Merencanakan dan meluncurkan ketersediaan tinggi dan rencana pemulihan bencana yang memenuhi semua perjanjian tingkat layanan adalah pekerjaan yang tidak sepele dan memerlukan pemahaman yang sangat jelas tentang kekuatan dan kelemahan asli SQL Server. Saat mencocokkan persyaratan dengan kombinasi fitur, beberapa detail penting mungkin diabaikan, dan dalam posting ini saya akan membahas beberapa distorsi umum dan asumsi buruk yang dapat menyusup ke dalam solusi – yang pada akhirnya menyebabkan kita kehilangan sasaran pada titik pemulihan dan tujuan waktu pemulihan kami. Beberapa contoh distorsi atau delusi diri yang saya jelaskan di sini dapat digeneralisasikan di berbagai fitur dan beberapa di antaranya khusus fitur.
"Kami menguji rencana pemulihan bencana kami saat pertama kali meluncurkan proyek kami dan kami tahu itu akan berhasil"
Saya telah bekerja dengan klien yang memang mendapatkan pendekatan pemulihan bencana mereka “benar” – satu kali. Tetapi begitu semua orang merasa yakin dengan kemanjuran solusi tersebut, tidak ada latihan pemulihan bencana lainnya yang dilakukan lagi. Tentu saja – sementara itu tingkat data dan aplikasi terus berubah seiring waktu. Perubahan tersebut memperkenalkan objek dan proses baru yang penting untuk aplikasi. Dan bahkan jika semuanya tetap statis setelah peluncuran, Anda masih harus memperhitungkan pergantian personel dan berbagai keahlian. Bisakah staf hari ini berhasil melakukan latihan pemulihan bencana? Dan bahkan staf terbaik pun membutuhkan latihan terus-menerus.
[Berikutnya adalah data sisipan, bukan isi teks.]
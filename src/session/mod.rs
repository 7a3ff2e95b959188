//! Conversation session management
//!
//! This module provides the `ConversationSession` abstraction that manages:
//! - Audio capture and PCM16 streaming to the agent
//! - FIFO playback of agent audio with barge-in handling
//! - Control event dispatch (transcripts, clear, remote end)
//! - The session lifecycle state machine and ordered teardown
//! - The end-of-session summary

mod descriptor;
mod events;
mod session;
mod summary;

pub use descriptor::SessionDescriptor;
pub use events::{SessionEvent, SessionState};
pub use session::{ConversationSession, SessionController};
pub use summary::{EndReason, SessionSummary, TranscriptLog};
"Kami tidak akan kehilangan data karena kami menggunakan pencerminan database sinkron"
Katakanlah Anda menggunakan pencerminan database sinkron antara dua instance SQL Server, dengan setiap instance di pusat data terpisah. Dalam contoh ini, asumsikan bahwa latensi transaksi dapat diterima meskipun ini merupakan sesi pencerminan database sinkron dengan beberapa mil di antara pusat data. Anda tidak memiliki saksi dalam campuran karena Anda ingin mengontrol failover mirror database secara manual.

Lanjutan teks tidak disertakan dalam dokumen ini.